Considering all the terrorism arrests in recent days, I'm surprised the capitol didn't clear out entirely.

Naturally CNN, which went out of their way to play down the hundreds of thousands who attended the 9/12 Tea Party, claims the paltry gathering attracted thousands.
Thousands of Muslims gathered Friday on Capitol Hill for a day of prayer that organizers said was intended to inspire American Muslims and non-Muslims alike.
They provide no evidence to support this claim.
Malik said attendees were traveling from all over the United States -- including Texas, Florida and Georgia -- as well as from other countries, such as Britain and Canada.
Sure.

Curiously one of the organizers is a lawyer who has defended terrorists in the past.

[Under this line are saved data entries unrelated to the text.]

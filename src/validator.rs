//! Pure answer checking for every question kind.
//!
//! Validation never performs I/O. Choices are checked by option id, text by
//! normalized equality against the expected answer and its alternates, and
//! voice through a strict gate over the recognition result before the fuzzy
//! match verdict is trusted.

use tracing::instrument;

use crate::domain::{ChoiceOption, Question, QuestionPayload};
use crate::matcher::MatchResult;
use crate::recognize::RecognitionResult;
use crate::util::{is_arabic_letter, normalize_answer};

/// Transcriptions the recognition stack substitutes when it has nothing real
/// to say. Any of these means no valid speech, never a correct answer.
const PLACEHOLDER_TRANSCRIPTIONS: [&str; 5] = [
  "audio_detected",
  "no transcription available",
  "target unavailable",
  "fallback evaluation",
  "system error - using basic evaluation",
];

/// One submitted answer, already decoded from the wire and (for voice) run
/// through the recognition pipeline.
#[derive(Clone, Debug)]
pub enum SubmittedAnswer {
  Choice { option_id: String },
  Boolean { value: bool },
  Text { value: String },
  Voice { recognition: RecognitionResult, match_result: MatchResult },
}

/// The graded outcome, with display strings ready for feedback and records.
#[derive(Clone, Debug)]
pub struct Verdict {
  pub is_correct: bool,
  pub user_answer: String,
  pub correct_answer: String,
}

/// Grade one answer against its question. Err means the submission does not
/// fit the question (wrong kind, unknown option id), not a wrong answer.
#[instrument(level = "debug", skip(question, answer), fields(question_id = %question.id, kind = ?question.payload.kind()))]
pub fn validate(question: &Question, answer: &SubmittedAnswer) -> Result<Verdict, String> {
  match (&question.payload, answer) {
    (QuestionPayload::MultipleChoice { options }, SubmittedAnswer::Choice { option_id }) => {
      choice_verdict(options, option_id)
    }

    (QuestionPayload::TrueFalse { options }, SubmittedAnswer::Boolean { value }) => {
      let picked = options
        .iter()
        .find(|o| o.value == *value)
        .ok_or_else(|| format!("no option for value {value}"))?;
      let correct = options
        .iter()
        .find(|o| o.correct)
        .ok_or_else(|| "question has no correct option".to_string())?;
      Ok(Verdict {
        is_correct: picked.correct,
        user_answer: picked.label.clone(),
        correct_answer: correct.label.clone(),
      })
    }

    (QuestionPayload::ShortAnswer { answer: expected, alternates }, SubmittedAnswer::Text { value }) => {
      Ok(text_verdict(value, expected, alternates))
    }

    (QuestionPayload::FillInBlank { answer: expected, alternates, .. }, SubmittedAnswer::Text { value }) => {
      Ok(text_verdict(value, expected, alternates))
    }

    (QuestionPayload::DragAndDrop { choices, answer, .. }, submitted) => {
      if choices.is_empty() {
        let SubmittedAnswer::Text { value } = submitted else {
          return Err("this drag_and_drop takes an assembled text answer".into());
        };
        let expected = answer
          .as_deref()
          .ok_or_else(|| "question has no canonical answer".to_string())?;
        Ok(text_verdict(value, expected, &[]))
      } else {
        let SubmittedAnswer::Choice { option_id } = submitted else {
          return Err("this drag_and_drop takes a dropped option id".into());
        };
        choice_verdict(choices, option_id)
      }
    }

    (
      QuestionPayload::VoiceInput { target, display, .. },
      SubmittedAnswer::Voice { recognition, match_result },
    ) => {
      let heard = recognition.text.trim();
      let user_answer = if heard.is_empty() {
        "(no speech recognized)".to_string()
      } else {
        heard.to_string()
      };
      let is_correct = has_valid_speech(recognition) && match_result.is_match;
      Ok(Verdict {
        is_correct,
        user_answer,
        correct_answer: format!("{} ({})", display, target),
      })
    }

    _ => Err(format!("answer does not fit a {:?} question", question.payload.kind())),
  }
}

/// Strict gate over a recognition result. Failed recognitions, placeholder
/// transcriptions, and noise-length text are never counted as an answer.
pub fn has_valid_speech(recognition: &RecognitionResult) -> bool {
  if !recognition.success || recognition.error.is_some() {
    return false;
  }
  let text = recognition.text.trim();
  let count = text.chars().count();
  if count == 0 {
    return false;
  }
  if count == 1 {
    // A lone Arabic letter is a real utterance in letter drills; anything
    // else that short is noise.
    if !text.chars().all(is_arabic_letter) {
      return false;
    }
  }
  let lowered = text.to_lowercase();
  !PLACEHOLDER_TRANSCRIPTIONS.iter().any(|p| lowered == *p)
}

fn choice_verdict(options: &[ChoiceOption], option_id: &str) -> Result<Verdict, String> {
  let picked = options
    .iter()
    .find(|o| o.id == option_id)
    .ok_or_else(|| format!("unknown option id {option_id}"))?;
  let correct = options
    .iter()
    .find(|o| o.correct)
    .ok_or_else(|| "question has no correct option".to_string())?;
  Ok(Verdict {
    is_correct: picked.correct,
    user_answer: picked.label.clone(),
    correct_answer: correct.label.clone(),
  })
}

fn text_verdict(value: &str, expected: &str, alternates: &[String]) -> Verdict {
  let normalized = normalize_answer(value);
  let is_correct = normalized == normalize_answer(expected)
    || alternates.iter().any(|a| normalized == normalize_answer(a));
  Verdict {
    is_correct,
    user_answer: value.trim().to_string(),
    correct_answer: expected.to_string(),
  }
}
//! Application state: the question bank, the live session registry, and the
//! shared collaborators (matcher, gate, recognizer, progress client).
//!
//! This module owns:
//!   - the question bank keyed by lesson id (seeds + optional TOML bank)
//!   - the session registry (session id -> handle with optional event channel)
//!   - the per-session clock task driving elapsed time and auto-advances
//!
//! Handlers never mutate a `QuizSession` outside the registry lock; the clock
//! task is the only time-driven writer.

use std::collections::HashMap;
use std::sync::Arc;
use std::time::{Duration, Instant};

use rand::seq::SliceRandom;
use tokio::sync::{mpsc, RwLock};
use tracing::{debug, error, info, instrument, warn};

use crate::asr::AsrClient;
use crate::audio::AudioQualityGate;
use crate::config::{load_app_config_from_env, AppConfig, FeedbackTemplates};
use crate::domain::{Question, QuestionPayload, QuestionSource, SessionSummary};
use crate::engine::{AdvanceEvent, QuizPhase, QuizSession};
use crate::matcher::SimilarityMatcher;
use crate::recognize::{LocalRecognizer, RecognitionOrchestrator};
use crate::recorder::ProgressClient;
use crate::seeds::{fallback_voice_question, lexicon, seed_question_bank, transliteration_table};

/// How often the clock task wakes a session. Fine enough that a due advance
/// lands promptly; the elapsed counter itself only moves once per second.
const CLOCK_TICK: Duration = Duration::from_millis(250);

/// One live session plus the channel used to push server-initiated events
/// (question advances, completion). HTTP-only sessions have no channel and
/// observe the same transitions by polling.
pub struct SessionHandle {
  pub session: QuizSession,
  pub events: Option<mpsc::UnboundedSender<SessionEvent>>,
}

/// Server-initiated session transitions, pushed to the owning WebSocket.
#[derive(Clone, Debug)]
pub enum SessionEvent {
  Advanced { session_id: String, index: usize, total: usize, question: Question },
  Completed { session_id: String, summary: SessionSummary },
}

pub struct AppState {
  pub sessions: Arc<RwLock<HashMap<String, SessionHandle>>>,
  pub bank: HashMap<String, Vec<Question>>,
  pub matcher: SimilarityMatcher,
  pub gate: AudioQualityGate,
  pub recognizer: RecognitionOrchestrator,
  pub progress: Option<ProgressClient>,
  pub feedback_delay: Duration,
  pub milestones: Vec<u32>,
  pub use_fallback_question: bool,
  pub templates: FeedbackTemplates,
}

impl AppState {
  /// Build state from env: load config, assemble the bank, init the optional
  /// remote clients.
  #[instrument(level = "info", skip_all)]
  pub fn new() -> Self {
    Self::from_config(load_app_config_from_env().unwrap_or_default())
  }

  pub fn from_config(cfg: AppConfig) -> Self {
    let mut bank: HashMap<String, Vec<Question>> = HashMap::new();

    // Insert config-based questions first (if any); they win on id collisions.
    for qc in &cfg.questions {
      match qc.to_question() {
        Ok(q) => bank.entry(qc.lesson.clone()).or_default().push(q),
        Err(reason) => {
          error!(target: "quiz", lesson = %qc.lesson, kind = ?qc.kind, %reason, "Skipping bank entry");
        }
      }
    }

    // Always insert built-in seeds, but don't overwrite existing ids.
    for (lesson, questions) in seed_question_bank() {
      let entry = bank.entry(lesson).or_default();
      for q in questions {
        if !entry.iter().any(|existing| existing.id == q.id) {
          entry.push(q);
        }
      }
    }

    // Inventory summary by lesson/source.
    for (lesson, questions) in &bank {
      let from_bank = questions.iter().filter(|q| q.source == QuestionSource::LessonBank).count();
      let from_seed = questions.iter().filter(|q| q.source == QuestionSource::Seed).count();
      info!(target: "quiz", %lesson, total = questions.len(), lesson_bank = from_bank, seed = from_seed, "Startup question inventory");
    }

    let local = LocalRecognizer::new(
      lexicon(),
      cfg.recognition.languages.clone(),
      Duration::from_secs(cfg.recognition.attempt_timeout_secs),
      cfg.recognition.min_confidence,
      cfg.recognition.max_alternatives,
    );

    let mut remote = AsrClient::from_env();
    if let Some(asr) = remote.as_mut() {
      if !cfg.recognition.models.is_empty() {
        asr.models = cfg.recognition.models.clone();
      }
    }
    if let Some(asr) = &remote {
      info!(target: "makhraj_backend", base_url = %asr.base_url, models = ?asr.models, "Remote recognition enabled.");
    } else {
      info!(target: "makhraj_backend", "Remote recognition disabled (no ASR_BASE_URL). Local recognition only.");
    }

    let progress = ProgressClient::from_env();
    if let Some(pc) = &progress {
      info!(target: "makhraj_backend", base_url = %pc.base_url, "Progress recording enabled.");
    } else {
      info!(target: "makhraj_backend", "Progress recording disabled (no PROGRESS_BASE_URL).");
    }

    Self {
      sessions: Arc::new(RwLock::new(HashMap::new())),
      bank,
      matcher: SimilarityMatcher::new(
        cfg.matching.direct_threshold,
        cfg.matching.transliteration_threshold,
        transliteration_table(),
      ),
      gate: cfg.audio.to_gate(),
      recognizer: RecognitionOrchestrator::new(Some(local), remote),
      progress,
      feedback_delay: Duration::from_millis(cfg.quiz.feedback_delay_ms),
      milestones: cfg.quiz.streak_milestones.clone(),
      use_fallback_question: cfg.quiz.use_fallback_question,
      templates: cfg.feedback.clone(),
    }
  }

  /// Assemble a fresh question set for one session: the lesson's questions in
  /// shuffled order, with choice options and drag fragments shuffled too. An
  /// empty lesson substitutes the built-in fallback voice question unless
  /// that substitution is disabled.
  #[instrument(level = "debug", skip(self), fields(%lesson))]
  pub fn build_question_set(&self, lesson: &str) -> Vec<Question> {
    let mut rng = rand::thread_rng();
    let mut questions = self.bank.get(lesson).cloned().unwrap_or_default();
    questions.shuffle(&mut rng);
    for q in &mut questions {
      match &mut q.payload {
        QuestionPayload::MultipleChoice { options } => options.shuffle(&mut rng),
        QuestionPayload::DragAndDrop { choices, .. } => choices.shuffle(&mut rng),
        _ => {}
      }
    }

    if questions.is_empty() {
      if self.use_fallback_question {
        warn!(target: "quiz", %lesson, "Lesson resolved empty; substituting the fallback voice question");
        questions.push(fallback_voice_question());
      } else {
        warn!(target: "quiz", %lesson, "Lesson resolved empty and the fallback question is disabled");
      }
    }
    questions
  }

  /// Register a session under its id.
  #[instrument(level = "debug", skip(self, handle), fields(session_id = %handle.session.id))]
  pub async fn insert_session(&self, handle: SessionHandle) {
    let id = handle.session.id.clone();
    self.sessions.write().await.insert(id, handle);
  }

  /// Drop a session from the registry, returning the handle if it was live.
  #[instrument(level = "debug", skip(self), fields(%session_id))]
  pub async fn remove_session(&self, session_id: &str) -> Option<SessionHandle> {
    self.sessions.write().await.remove(session_id)
  }
}

/// Drive one session's clock: refresh the elapsed counter, perform due
/// advances, push the resulting events, and flush the summary on completion.
/// The task exits once the session reaches a terminal phase or leaves the
/// registry.
pub fn spawn_session_clock(state: Arc<AppState>, session_id: String) {
  tokio::spawn(async move {
    let mut ticker = tokio::time::interval(CLOCK_TICK);
    ticker.set_missed_tick_behavior(tokio::time::MissedTickBehavior::Delay);
    loop {
      ticker.tick().await;
      let now = Instant::now();

      // Collect the flush under the lock, run it after releasing.
      let mut completed: Option<(String, SessionSummary)> = None;
      {
        let mut sessions = state.sessions.write().await;
        let Some(handle) = sessions.get_mut(&session_id) else { break };
        handle.session.tick_elapsed(now);
        match handle.session.advance_if_due(now) {
          Some(AdvanceEvent::Next { index, question }) => {
            let total = handle.session.total_questions();
            if let Some(tx) = &handle.events {
              let _ = tx.send(SessionEvent::Advanced {
                session_id: session_id.clone(),
                index,
                total,
                question,
              });
            }
          }
          Some(AdvanceEvent::Completed { summary }) => {
            if let Some(tx) = &handle.events {
              let _ = tx.send(SessionEvent::Completed {
                session_id: session_id.clone(),
                summary: summary.clone(),
              });
            }
            completed = Some((handle.session.lesson.clone(), summary));
          }
          None => {
            if handle.session.phase() == QuizPhase::Completed {
              // Abandoned elsewhere; nothing left to drive.
              break;
            }
          }
        }
      }

      if let Some((lesson, summary)) = completed {
        if let Some(progress) = &state.progress {
          if let Err(e) = progress.post_summary(&session_id, &lesson, &summary).await {
            error!(target: "quiz", %session_id, error = %e, "Summary flush failed");
          }
        }
        break;
      }
    }
    debug!(target: "quiz", %session_id, "Session clock stopped");
  });
}
//! HTTP endpoint handlers. These are thin wrappers that forward to core
//! logic. Errors map to status codes with a JSON body: unknown session 404,
//! malformed request 400, gate-rejected recordings 422.

use std::sync::Arc;

use axum::{
  extract::{Path, State},
  http::StatusCode,
  response::IntoResponse,
  Json,
};
use tracing::{info, instrument};

use crate::domain::ErrorKind;
use crate::logic::*;
use crate::protocol::*;
use crate::state::AppState;

type ApiError = (StatusCode, Json<ErrorOut>);

fn api_error(status: StatusCode, message: impl Into<String>, kind: Option<ErrorKind>) -> ApiError {
  (status, Json(ErrorOut { error: message.into(), kind }))
}

fn from_request_error(e: RequestError) -> ApiError {
  let status = match &e {
    RequestError::UnknownSession(_) => StatusCode::NOT_FOUND,
    RequestError::BadRequest(_) => StatusCode::BAD_REQUEST,
  };
  api_error(status, e.to_string(), None)
}

#[instrument(level = "info")]
pub async fn http_health() -> impl IntoResponse {
  Json(HealthOut { ok: true })
}

#[instrument(level = "info")]
pub async fn http_letters() -> impl IntoResponse {
  Json(letters_out())
}

#[instrument(level = "info", skip(state, body), fields(lesson = ?body.lesson))]
pub async fn http_start_session(
  State(state): State<Arc<AppState>>,
  Json(body): Json<StartSessionIn>,
) -> Result<Json<SessionStartedOut>, ApiError> {
  match start_session(&state, body.lesson, None).await {
    Ok(out) => {
      info!(target: "quiz", session_id = %out.session_id, lesson = %out.lesson, "HTTP session started");
      Ok(Json(out))
    }
    Err(kind) => Err(api_error(StatusCode::NOT_FOUND, kind.user_message(), Some(kind))),
  }
}

#[instrument(level = "info", skip(state), fields(%session_id))]
pub async fn http_get_session(
  State(state): State<Arc<AppState>>,
  Path(session_id): Path<String>,
) -> Result<Json<SessionStateOut>, ApiError> {
  session_state(&state, &session_id).await.map(Json).map_err(from_request_error)
}

#[instrument(level = "info", skip(state, body), fields(%session_id))]
pub async fn http_post_answer(
  State(state): State<Arc<AppState>>,
  Path(session_id): Path<String>,
  Json(body): Json<AnswerIn>,
) -> Result<Json<FeedbackOut>, ApiError> {
  let answer = parse_submission(body.option_id, body.value, body.text)
    .map_err(|m| api_error(StatusCode::BAD_REQUEST, m, None))?;
  let out = submit_answer(&state, &session_id, answer).await.map_err(from_request_error)?;
  info!(target: "quiz", %session_id, correct = out.correct, "HTTP submit_answer evaluated");
  Ok(Json(out))
}

#[instrument(level = "info", skip(state, body), fields(%session_id, audio_len = body.audio_base64.len()))]
pub async fn http_post_voice(
  State(state): State<Arc<AppState>>,
  Path(session_id): Path<String>,
  Json(body): Json<VoiceIn>,
) -> Result<Json<FeedbackOut>, ApiError> {
  let reply = submit_voice(&state, &session_id, &body.audio_base64, &body.mime, body.sample_rate)
    .await
    .map_err(from_request_error)?;
  match reply {
    VoiceReply::Feedback(out) => {
      info!(target: "quiz", %session_id, correct = out.correct, "HTTP submit_voice evaluated");
      Ok(Json(out))
    }
    VoiceReply::Rejected(out) => {
      info!(target: "quiz", %session_id, kind = ?out.kind, "HTTP submit_voice rejected");
      Err(api_error(StatusCode::UNPROCESSABLE_ENTITY, out.message, Some(out.kind)))
    }
  }
}

#[instrument(level = "info", skip(state), fields(%session_id))]
pub async fn http_post_abandon(
  State(state): State<Arc<AppState>>,
  Path(session_id): Path<String>,
) -> Result<Json<SessionCompletedOut>, ApiError> {
  let summary = abandon_session(&state, &session_id).await.map_err(from_request_error)?;
  info!(target: "quiz", %session_id, "HTTP session abandoned");
  Ok(Json(SessionCompletedOut { session_id, summary }))
}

A major organizer of the prayer rally is attorney Hassen Abdellah, president of the Dar-ul-Islam mosque in Elizabeth, New Jersey. Abdellah represented several terrorists, including: Mahmoud Abouhalima, who was convicted in the 1993 World Trade Center bombing, and is serving a life sentence in Florence, Colorado, and Mahamed el-Atriss, who was convicted of selling fake IDs to two of the Sept. 11 hijackers. On Oct. 25, 1993, New York Times reporter Richard Bernstein described Abdellah as “by far the most aggressively combative of the lawyers in the case.”